Jens Larssen peered out the window of the farmhouse where he’d taken shelter for the past several days. That was what he’d been doing lately: peering out the window and waiting for the searchers to give up and go away. “They aren’t going to catch me,” he muttered. “I’m too smart for them. I won’t let them catch me.”

He was pretty sure he could have outrun pursuit from Denver and made it to Lizard-held territory. Pursuit wasn’t the only problem, though. People would have been waiting for him out east. He hadn’t forgotten telegraph and telephone lines (even if those were likely to be down, could you take the chance?) and radio and even carrier pigeons. They’d know he was coming, oh yes they would.

So he’d been waiting for them to give up and quit looking for him. Sooner or later, they’d figure he’d got caught in a snowstorm and frozen to death, or that he’d managed a clean getaway, or else the war would heat up and they’d forget all about him and go off to fight. Then he’d start moving again. The time, he judged, was nearly ripe.

He laughed. “They aren’t going to catch me,” he repeated. “Hell, they were right in this house and they didn’t have a clue.”

He’d been smart. He was a physicist-he was supposed to be smart. He’d picked a house with a storm cellar in it. Whenever prying eyes came around, he’d ducked down into the cellar. He’d even tied a throw rug to a chair near the cellar door so it kept that door covered up after he went down below. He’d heard combat boots thumping up above his head, but none of the soldiers had had a hint that he was sitting in the darkness with his finger on the trigger of his Springfield in case anything had gone wrong.

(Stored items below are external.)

//! Statements.

use godecl_parser::ast::{AssignOp, Stmt, StmtId};

use super::{list, English};

impl<R: Copy> English<'_, '_, R> {
    pub(crate) fn stmt(&mut self, id: StmtId) {
        let frag = self.frag;
        let stmt = *frag.stmt(id);
        match stmt {
            Stmt::Empty(_) => {}
            Stmt::Decl(decl) => self.decl(decl),
            Stmt::Expr(x) => self.expr(x),
            Stmt::Assign { lhs, op, rhs, .. } => {
                let lhs = frag.arena.exprs_list(lhs);
                let rhs = frag.arena.exprs_list(rhs);
                let (lead, value) = match op {
                    AssignOp::Define => ("short declare ", " with initial "),
                    AssignOp::Assign => ("assign to ", " the "),
                    op => {
                        self.push(&format!("<TODO: '{}'>", op.as_str()));
                        return;
                    }
                };

                self.push(lead);
                if op == AssignOp::Define {
                    self.push(&list::noun("variable", lhs.len()));
                    self.push(" ");
                }
                self.list(lhs, Self::expr);
                if !rhs.is_empty() {
                    self.push(value);
                    self.push(&list::noun("value", rhs.len()));
                    self.push(" ");
                }
                self.list(rhs, Self::expr);
            }
            _ => self.push(&format!("<TODO: {}>", stmt.kind_name())),
        }
    }
}

#[cfg(test)]
mod tests {
    use godecl_parser::parse_stmt;

    use crate::english::stmt_string;

    fn render(src: &str) -> String {
        let frag = parse_stmt(src).unwrap();
        stmt_string(&frag, frag.root)
    }

    #[test]
    fn assignments() {
        assert_eq!(render("x := 1"), "short declare variable x with initial value 1");
        assert_eq!(
            render("a, b, c = 1, 2, 3"),
            "assign to a, b and c the values 1, 2 and 3"
        );
        assert_eq!(render("p.x = f()"), "assign to p.x the value f()");
    }

    #[test]
    fn compound_assignment_is_a_placeholder() {
        assert_eq!(render("x += 1"), "<TODO: '+='>");
        assert_eq!(render("x &^= mask"), "<TODO: '&^='>");
    }

    #[test]
    fn other_statements_are_placeholders() {
        assert_eq!(render("return x"), "<TODO: ReturnStmt>");
        assert_eq!(render("x++"), "<TODO: IncDecStmt>");
        assert_eq!(render("ch <- v"), "<TODO: SendStmt>");
        assert_eq!(render("for i := 0; i < n; i++ {}"), "<TODO: ForStmt>");
        assert_eq!(render("for k, v := range m {}"), "<TODO: RangeStmt>");
        assert_eq!(render("if err != nil { return err }"), "<TODO: IfStmt>");
        assert_eq!(render("switch x := v.(type) { case int: }"), "<TODO: TypeSwitchStmt>");
        assert_eq!(render("go f()"), "<TODO: GoStmt>");
        assert_eq!(render("L: break L"), "<TODO: LabeledStmt>");
    }

    #[test]
    fn empty_statement_renders_nothing() {
        assert_eq!(render(""), "");
        assert_eq!(render(";"), "");
    }

    #[test]
    fn declaration_statement() {
        assert_eq!(render("var x int"), "declare variable x as int");
    }
}
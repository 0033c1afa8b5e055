use criterion::{criterion_group, criterion_main, BenchmarkId, Criterion, Throughput};
use godecl::{go_to_english, EXAMPLES};
use godecl_parser::lexer::Lexer;
use std::hint::black_box as bb;

// =============================================================================
// Fragments, one per category plus the all-categories failure
// =============================================================================

const FRAGMENTS: &[(&str, &str)] = &[
    ("expr", "**[][]*map[int32][][3]string"),
    ("decl", "var (x, y int; a, b string)"),
    ("func", "func Foo(x int, f func(string, bool) (int, error)) string { return \"\" }"),
    ("stmt", "x, y := (2+5)/3.0+4, []int{1, 2}"),
    ("error", "var x int ) ("),
];

// =============================================================================
// Benchmark 1: Lexer over each fragment
// =============================================================================

fn bench_lexer(c: &mut Criterion) {
    let mut group = c.benchmark_group("lexer");
    for &(name, input) in FRAGMENTS {
        group.throughput(Throughput::Bytes(input.len() as u64));
        group.bench_with_input(BenchmarkId::new("iterate", name), &input, |b, &input| {
            b.iter(|| bb(Lexer::new(bb(input)).count()));
        });
    }
    group.finish();
}

// =============================================================================
// Benchmark 2: Full cascade (parse attempts + rendering)
// =============================================================================

fn bench_render(c: &mut Criterion) {
    let mut group = c.benchmark_group("go_to_english");
    for &(name, input) in FRAGMENTS {
        group.throughput(Throughput::Bytes(input.len() as u64));
        group.bench_with_input(BenchmarkId::new("render", name), &input, |b, &input| {
            b.iter(|| bb(go_to_english(bb(input)).is_ok()));
        });
    }

    group.throughput(Throughput::Elements(EXAMPLES.len() as u64));
    group.bench_function("all_examples", |b| {
        b.iter(|| {
            for src in EXAMPLES {
                bb(go_to_english(bb(src)).is_ok());
            }
        });
    });
    group.finish();
}

criterion_group!(benches, bench_lexer, bench_render);
criterion_main!(benches);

He laughed again. The soldiers hadn’t had the brains to look beyond the ends of their noses. He’d expected nothing different, and he’d been right. “I usually am,” he said. “If those fools would have listened to me-” He shook his head. They hadn’t listened. The Lizards would.

Even though they hadn’t been physicists, the people who’d built this farm had been pretty smart, too. They weren’t around, though, so they hadn’t been smart enough to escape the Lizards. Or maybe they hadn’t been lucky enough. You never could tell. Whichever way it was, they were gone.

But they’d left behind that storm cellar, stocked with enough home-canned goodies to feed a platoon for a month. That was how it seemed to Jens, anyhow. Beef, pork, chicken, vegetables-they didn’t seem to have had any fruit trees, and he missed sweets till he came upon a gallon jar of tapioca pudding. The wife of the house must have made a lot more than she could use right away, and put up the rest. He ate tapioca till it started coming out of his ears.